Cruise Arrivals


Council quay bid for £60million sunk — for now

The proposed Scapa Deep Water Quay has recently been estimated to cost £230million. This week, the council has lost out on a bid for £60million from the UK Government, as it is placed on the reserve list for the FLOWMIS fund.

Orkney Islands Council (OIC) has not been successful in its application for £60million in funding to go towards its proposed deep-water quay facility in Scapa Flow.

Instead, the local authority has been put on the reserve list for the UK Government’s Floating Offshore Wind Manufacturing Investment Scheme (FLOWMIS).

However, OIC appears to be far from disappointed with the news, with chief executive, Oliver Reid, saying it is “the most realistic and favourable outcome for us at this point.”

Two other projects — Port Talbot and Cromarty Firth — have been listed as the preferred options for the FLOWMIS fund.

The council says its application towards the quay project — recently estimated to cost £230million — did not fail on any of the qualifying criteria, but has been placed on the reserve list.

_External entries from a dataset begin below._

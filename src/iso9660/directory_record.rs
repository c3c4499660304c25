//! Variable-length directory record decode/encode.

use crate::endian::{read_both_endian_u16, read_both_endian_u32, read_iso_datetime, IsoDateTime};
use crate::error::{Error, Result};

bitflags::bitflags! {
    #[derive(Debug, Clone, Copy, PartialEq, Eq)]
    pub struct RecordFlags: u8 {
        const HIDDEN       = 0x01;
        const DIRECTORY    = 0x02;
        const ASSOCIATED   = 0x04;
        const EXTENDED_ATTR_FORMAT = 0x08;
        const EXTENDED_ATTR_PERMS  = 0x10;
        const MULTI_EXTENT = 0x80;
    }
}

#[derive(Debug, Clone)]
pub struct DirectoryRecord {
    pub extent_lba: u32,
    pub data_length: u32,
    pub recording_time: IsoDateTime,
    pub flags: RecordFlags,
    pub file_unit_size: u8,
    pub interleave_gap_size: u8,
    pub volume_sequence_number: u16,
    pub identifier: Vec<u8>,
    pub system_use: Vec<u8>,
}

impl DirectoryRecord {
    pub fn is_self(&self) -> bool {
        self.identifier == [0u8]
    }

    pub fn is_parent(&self) -> bool {
        self.identifier == [1u8]
    }

    pub fn is_directory(&self) -> bool {
        self.flags.contains(RecordFlags::DIRECTORY)
    }

    /// A file record's contiguity requirement (§4.E step 5): both of these
    /// must be zero for the reader's contiguous fast path to apply.
    pub fn is_contiguous(&self) -> bool {
        self.file_unit_size == 0 && self.interleave_gap_size == 0
    }
}

/// Decode one directory record starting at `buf[0]`. Returns `None` if the
/// length byte is zero, meaning "padding to the next sector" rather than a
/// record (§4.E step 4 / §8 boundary behavior).
pub fn decode_record(buf: &[u8], strict: bool) -> Result<Option<(DirectoryRecord, usize)>> {
    let length = buf[0] as usize;
    if length == 0 {
        return Ok(None);
    }
    if length < 33 || length > buf.len() {
        return Err(Error::invalid_format(format!(
            "directory record length {length} out of range"
        )));
    }
    let ext_attr_len = buf[1];
    let extent_lba = read_both_endian_u32(&buf[2..10], strict)?;
    let data_length = read_both_endian_u32(&buf[10..18], strict)?;
    let recording_time = read_iso_datetime(buf[18..25].try_into().unwrap());
    let flags = RecordFlags::from_bits_truncate(buf[25]);
    let file_unit_size = buf[26];
    let interleave_gap_size = buf[27];
    let volume_sequence_number = read_both_endian_u16(&buf[28..32], strict)?;
    let name_length = buf[32] as usize;
    let name_start = 33;
    let name_end = name_start + name_length;
    if name_end > length {
        return Err(Error::invalid_format("directory record name overruns record length"));
    }
    let identifier = buf[name_start..name_end].to_vec();
    // Padding byte if name_length is even.
    let system_use_start = name_end + (1 - name_length % 2);
    let system_use = if system_use_start < length {
        buf[system_use_start..length].to_vec()
    } else {
        Vec::new()
    };

    let _ = ext_attr_len;
    Ok(Some((
        DirectoryRecord {
            extent_lba,
            data_length,
            recording_time,
            flags,
            file_unit_size,
            interleave_gap_size,
            volume_sequence_number,
            identifier,
            system_use,
        },
        length,
    )))
}

/// Encode a directory record. `both_endian` fields are always written in
/// both-endian form; the name is written as-is (caller handles
/// ASCII vs. UTF-16BE and normalization).
pub fn encode_record(record: &DirectoryRecord) -> Vec<u8> {
    let name_padded = record.identifier.len() % 2 == 0;
    let mut len = 33 + record.identifier.len() + if name_padded { 1 } else { 0 };
    len += record.system_use.len();
    // Round the total record length up to even (ISO-9660 requires even record lengths).
    if len % 2 != 0 {
        len += 1;
    }

    let mut buf = vec![0u8; len];
    buf[0] = len as u8;
    buf[1] = 0; // ext_attr_len
    crate::endian::write_both_endian_u32(&mut buf[2..10], record.extent_lba);
    crate::endian::write_both_endian_u32(&mut buf[10..18], record.data_length);
    buf[18..25].copy_from_slice(&crate::endian::write_iso_datetime(&record.recording_time));
    buf[25] = record.flags.bits();
    buf[26] = record.file_unit_size;
    buf[27] = record.interleave_gap_size;
    crate::endian::write_both_endian_u16(&mut buf[28..32], record.volume_sequence_number);
    buf[32] = record.identifier.len() as u8;
    let name_start = 33;
    let name_end = name_start + record.identifier.len();
    buf[name_start..name_end].copy_from_slice(&record.identifier);
    let system_use_start = name_end + if name_padded { 1 } else { 0 };
    let system_use_end = system_use_start + record.system_use.len();
    buf[system_use_start..system_use_end].copy_from_slice(&record.system_use);
    buf
}

#[cfg(test)]
mod tests {
    use super::*;

    fn sample_record() -> DirectoryRecord {
        DirectoryRecord {
            extent_lba: 20,
            data_length: 12,
            recording_time: IsoDateTime::UNSET,
            flags: RecordFlags::empty(),
            file_unit_size: 0,
            interleave_gap_size: 0,
            volume_sequence_number: 1,
            identifier: b"HELLO.TXT;1".to_vec(),
            system_use: Vec::new(),
        }
    }

    #[test]
    fn round_trip_encode_decode() {
        let record = sample_record();
        let encoded = encode_record(&record);
        let (decoded, consumed) = decode_record(&encoded, true).unwrap().unwrap();
        assert_eq!(consumed, encoded.len());
        assert_eq!(decoded.extent_lba, 20);
        assert_eq!(decoded.data_length, 12);
        assert_eq!(decoded.identifier, b"HELLO.TXT;1");
    }

    #[test]
    fn zero_length_byte_is_padding() {
        let buf = [0u8; 16];
        assert!(decode_record(&buf, true).unwrap().is_none());
    }

    #[test]
    fn is_contiguous_checks_both_fields() {
        let mut record = sample_record();
        assert!(record.is_contiguous());
        record.file_unit_size = 1;
        assert!(!record.is_contiguous());
    }
}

This means, according to OIC, that the Orkney application may be reconsidered for funding if either of the projects placed on the priority list are subsequently rejected from the process or do not proceed.

OIC’s chief executive, Oliver Reid, said: “Being placed on the reserve list for this fund is the most realistic and favourable outcome for us at this point in the development of the project.

“In April last year the council determined that three key things needed to happen before the projects could go ahead.

“They needed to achieve all relevant consents including terrestrial and marine planning permissions, there needed to be suitable funding streams identified and an economic business case in place, and there needed to be clear benefit for Orkney’s communities as well as for the council.

“With some of these aspects still being worked on — and no decision yet taken by elected members as to whether to go ahead with the project — effectively being placed on hold by the funders for now, is the right place for us to be.

“This gives us space and time to work on those other aspects — and scope for further discussion with government on our requirements.”